All things considered, Samson’s overriding rationale must be to bring the following clear message to all identifiably potential attackers: “Israel may sometime have to accept mega-destructive attacks, but it surely won’t allow itself to ‘die with the Philistines’ or become the combatant country to suffer more dire consequences.” By emphasizing some overtly symmetrical exposure prospects to existential harms—”Israel won’t die alone”—the Samson Option could continuously serve Israel as a distinctly meaningful adjunct to nuclear deterrence and also to certain more-or-less corollary preemption options.

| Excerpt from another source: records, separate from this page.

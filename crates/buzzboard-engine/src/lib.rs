pub use self::{core::*, engine::*};

pub mod core;
pub mod engine;

#[derive(Debug, derive_more::Display, derive_more::Error)]
pub enum InvalidClueError {
    #[display("clue {id:?} has empty clue text")]
    EmptyClue { id: String },
    #[display("clue {id:?} has empty response text")]
    EmptyResponse { id: String },
}

#[derive(Debug, derive_more::Display, derive_more::Error)]
pub enum InvalidLadderError {
    #[display("value ladder is empty")]
    Empty,
    #[display("value ladder contains a zero value")]
    ZeroValue,
    #[display("value ladder is not strictly increasing")]
    NotIncreasing,
}

#[derive(Debug, derive_more::Display, derive_more::Error)]
pub enum BoardBuildError {
    #[display("no clues available; import a dataset first")]
    EmptyDataset,
    #[display(
        "not enough complete categories for a {requested}-category board (found {found})"
    )]
    InsufficientCategories { requested: usize, found: usize },
    #[display("category {category} has no clue for value {value}")]
    IncompleteCategory { category: String, value: u32 },
}

#[derive(Debug, derive_more::Display, derive_more::Error)]
pub enum OpenCellError {
    #[display("no cell at category {category} with value {value}")]
    NoSuchCell { category: usize, value: u32 },
    #[display("cell at category {category} with value {value} was already played")]
    AlreadyUsed { category: usize, value: u32 },
}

Significantly, the Samson Option could never protect Israel as a fully comprehensive nuclear strategy unto itself. This option must also never be confused with Israel’s more generalized, or “broad spectrum,” nuclear strategy, one which must always seek to maximize national deterrence at recognizably less apocalyptic levels of possible military engagement.
At this point in any ongoing strategic dialectic, certain derivative questions would necessarily arise. How can the Samson Option best serve Israel’s more overarching strategic requirements? Although the primary mission of Israel’s still undisclosed nuclear weapons must always be to preserve the Jewish state—not merely to wreak visceral havoc upon specific bitter foes when all else is seemingly lost—any more obvious preparations for a Samson Option could still improve Israel’s nuclear deterrence and preemption capabilities.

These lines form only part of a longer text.